And now for something a bit more lighthearted.  What the heck do you wear to work as a psychologist?!

“The Rules”

There’s no straight forward answer to that question. Generally speaking, the dress code for a psychologist is ‘smart casual.’ Just how smart or casual you can be and how much personality you show varies a lot though. I’ve seen everything from child therapy conducted in stilettos, quite successfully I might add; through to jeans and sneakers, tattoos and, blue hair (though not all at the same time).

Given this diversity, ‘getting it right’ for your first placement or job can be tricky. My  plan of attack over the years has been to suss out what the general consensus of smart casual seems to be at the workplace in question and then to consider what I’ll need to be able to do comfortably in those clothes. E.g. Will I need to run or walk around a lot? Sit on the floor? Work in a prison? Visit the courts?

My ‘uniform’

One of my friends dubs my work attire “modest professional.” I think that’s a pretty accurate label. I don’t wear anything low-cut, clingy or more than a centimetre or two above the knee. As someone who looks younger than their years I also tend to err on the smarter/dressier side of things. Usually, I’ll wear a (loose-ish) pencil skirt, a patterned circle skirt or trousers paired with a nice blouse or top with sleeves. In the winter I might pair the outfit with tights and/or a cardi. My personality comes out more in the colours and patterns I wear, I am not afraid of colour!

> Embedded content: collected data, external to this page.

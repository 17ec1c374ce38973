//! Classification of the last significant token emitted by the scanner.
//!
//! The scanner never builds a token stream. It only remembers enough about
//! the previous token to answer two questions:
//! - can a `/` here start a regular expression literal?
//! - can a line break after this token be dropped without changing
//!   automatic semicolon insertion?

/// Keywords after which a `/` starts a regex rather than a division.
const REGEX_PRECEDING_KEYWORDS: &[&str] = &[
    "return",
    "typeof",
    "instanceof",
    "in",
    "of",
    "new",
    "delete",
    "void",
    "throw",
    "case",
    "do",
    "else",
    "yield",
    "await",
];

/// Keywords that forbid a line terminator before their operand.
const RESTRICTED_KEYWORDS: &[&str] = &["return", "break", "continue", "throw", "yield", "async"];

/// Reserved words that can never end a statement.
const OPERAND_KEYWORDS: &[&str] = &[
    "else",
    "do",
    "typeof",
    "instanceof",
    "in",
    "new",
    "delete",
    "void",
    "case",
    "var",
    "const",
    "function",
    "class",
    "extends",
];

/// Last significant token seen in normal code.
#[derive(Debug, Clone, PartialEq, Eq)]
pub enum Token {
    /// Nothing emitted yet.
    Start,
    /// Identifier, keyword or numeric literal.
    Word {
        text: String,
        /// Preceded by `.`, so `obj.return` is a property, not a keyword.
        member: bool,
    },
    /// Single punctuation character.
    Punct(char),
    /// `++` or `--`.
    Update(char),
    /// String or template literal.
    Literal,
    /// Regex literal; a word right after it would be read as flags.
    Regex,
}

impl Token {
    /// Whether a `/` following this token begins a regex literal.
    pub fn allows_regex(&self) -> bool {
        match self {
            Token::Start => true,
            Token::Punct(c) => !matches!(c, ')' | ']'),
            Token::Word { text, member } => {
                !member && REGEX_PRECEDING_KEYWORDS.contains(&text.as_str())
            }
            Token::Update(_) | Token::Literal | Token::Regex => false,
        }
    }

    /// Keyword whose operand must stay on the same line (`return`, `throw`, ...).
    pub fn is_restricted(&self) -> bool {
        self.is_keyword_in(RESTRICTED_KEYWORDS)
    }

    /// Whether this token always expects more input, so no statement can
    /// end right after it.
    pub fn expects_operand(&self) -> bool {
        match self {
            Token::Punct(c) => !matches!(c, ')' | ']' | '}'),
            Token::Word { .. } => self.is_keyword_in(OPERAND_KEYWORDS),
            Token::Start | Token::Update(_) | Token::Literal | Token::Regex => false,
        }
    }

    /// Numeric literal, where a following `.` would be read as a decimal point.
    pub fn is_number(&self) -> bool {
        matches!(self, Token::Word { text, .. } if text.starts_with(|c: char| c.is_ascii_digit()))
    }

    fn is_keyword_in(&self, keywords: &[&str]) -> bool {
        match self {
            Token::Word { text, member } => !member && keywords.contains(&text.as_str()),
            _ => false,
        }
    }
}

/// Identifier or number character, including `\` for unicode escapes.
pub fn is_word_char(c: char) -> bool {
    c.is_alphanumeric() || c == '_' || c == '$' || c == '\\' || (!c.is_ascii() && !is_whitespace(c))
}

/// JavaScript whitespace, line terminators included.
pub fn is_whitespace(c: char) -> bool {
    c.is_whitespace() || c == '\u{FEFF}'
}

pub fn is_line_terminator(c: char) -> bool {
    matches!(c, '\n' | '\r' | '\u{2028}' | '\u{2029}')
}
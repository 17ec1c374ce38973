//! Closure wrapping.

use super::Wrapped;
use crate::minify::Minified;

/// Opening half of the closure template.
pub const WRAP_PREFIX: &str = "void((function(){";

/// Closing half of the closure template.
pub const WRAP_SUFFIX: &str = "})())";

/// Wrap minified code in `void((function(){...})())`.
///
/// The closure keeps the bookmarklet's variables out of the page's global
/// scope, and `void` discards its return value so the browser does not
/// navigate to it. When `enabled` is false the code passes through unchanged.
pub fn wrap(code: Minified, enabled: bool) -> Wrapped {
    if !enabled {
        return Wrapped(code.into_string());
    }
    Wrapped(format!("{}{}{}", WRAP_PREFIX, code, WRAP_SUFFIX))
}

However, some accessories with more personality or that give a bit of a nod to my cultural background, I leave for weekend wear.

Sometimes having a bit more of your personality in your clothes can be an asset.  For example, it can make you seem less scary to kids if you’re sporting batman cuff-links or star wars earrings. At the same time you don’t want what you wear to detract from your work, it’s all about the client, not you after all! In my case, presenting an ever so slightly watered down version of myself at work has just become a a habit. I think because I’ve repeatedly worked in settings where a lot of clothing items or accessories posed sensory issues or a safety risk. It’ll be interesting to see if this changes at some point.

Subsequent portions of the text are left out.